**EXERCISE**
Produce word for word the lines of the data below running from the one that has "pub struct VerifiedClaims(Map<String, Value>);" to the one that has "pub fn string_list(&self, name: &str)", inclusive, and no others.

··· DATA PROVIDED ···

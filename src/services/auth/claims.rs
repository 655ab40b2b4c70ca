/*
 * Responsibility
 * - Verified claims type (only produced by a successful signature check)
 * - Soft accessors over dynamically typed claim values
 */
use serde::Serialize;
use serde_json::{Map, Value};

/// Name of the multi-valued claim holding the caller's group membership.
pub const GROUPS_CLAIM: &str = "groups";

/// Claims of a token whose signature and temporal claims were verified.
///
/// Values keep their JSON shape (`serde_json::Value`) since issuers put
/// arbitrary data next to `groups`. Only a `TokenVerifier` produces one.
#[derive(Debug, Clone, PartialEq, Serialize)]
#[serde(transparent)]
pub struct VerifiedClaims(Map<String, Value>);

impl VerifiedClaims {
    pub(crate) fn from_verified(claims: Map<String, Value>) -> Self {
        Self(claims)
    }

    pub fn get(&self, name: &str) -> Option<&Value> {
        self.0.get(name)
    }

    pub fn as_map(&self) -> &Map<String, Value> {
        &self.0
    }

    /// Claim `name` as a list of strings.
    ///
    /// - `None`: the claim is absent
    /// - `Some(vec![])`: present but not an array
    /// - otherwise the string elements, in order (others are dropped)
    pub fn string_list(&self, name: &str) -> Option<Vec<String>> {
        self.0.get(name).map(|value| string_list(name, value))
    }

    /// Group membership carried by the `groups` claim. See [`Self::string_list`].
    pub fn groups(&self) -> Option<Vec<String>> {
        self.string_list(GROUPS_CLAIM)
    }
}

fn string_list(name: &str, value: &Value) -> Vec<String> {
    let Value::Array(items) = value else {
        tracing::debug!(claim = name, value = %value, "claim is not an array; treating as empty");
        return Vec::new();
    };

    items
        .iter()
        .filter_map(|item| match item {
            Value::String(s) => Some(s.clone()),
            other => {
                tracing::debug!(claim = name, element = %other, "dropping non-string claim element");
                None
            }
        })
        .collect()
}

#[cfg(test)]
mod tests {
    use super::*;
    use serde_json::json;

    fn claims(value: Value) -> VerifiedClaims {
        match value {
            Value::Object(map) => VerifiedClaims::from_verified(map),
            _ => panic!("test claims must be an object"),
        }
    }

    #[test]
    fn groups_absent_is_none() {
        let c = claims(json!({"sub": "1234567890"}));
        assert_eq!(c.groups(), None);
    }

    #[test]
    fn groups_not_an_array_is_empty() {
        let c = claims(json!({"groups": "garbage"}));
        assert_eq!(c.groups(), Some(vec![]));

        let c = claims(json!({"groups": {"groupA": true}}));
        assert_eq!(c.groups(), Some(vec![]));
    }

    #[test]
    fn non_string_elements_are_dropped() {
        let c = claims(json!({"groups": ["groupA", 7, null, {"x": 1}, "groupB", true]}));
        assert_eq!(
            c.groups(),
            Some(vec!["groupA".to_string(), "groupB".to_string()])
        );
    }

    #[test]
    fn other_claims_stay_reachable() {
        let c = claims(json!({"sub": "1234567890", "name": "John Doe"}));
        assert_eq!(c.get("name"), Some(&json!("John Doe")));
        assert_eq!(c.as_map().len(), 2);
        assert_eq!(c.string_list("name"), Some(vec![]));
    }
}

···

**TASK OUTPUT**
pub struct VerifiedClaims(Map<String, Value>);

impl VerifiedClaims {
    pub(crate) fn from_verified(claims: Map<String, Value>) -> Self {
        Self(claims)
    }

    pub fn get(&self, name: &str) -> Option<&Value> {
        self.0.get(name)
    }

    pub fn as_map(&self) -> &Map<String, Value> {
        &self.0
    }

    /// Claim `name` as a list of strings.
    ///
    /// - `None`: the claim is absent
    /// - `Some(vec![])`: present but not an array
    /// - otherwise the string elements, in order (others are dropped)
    pub fn string_list(&self, name: &str) -> Option<Vec<String>> {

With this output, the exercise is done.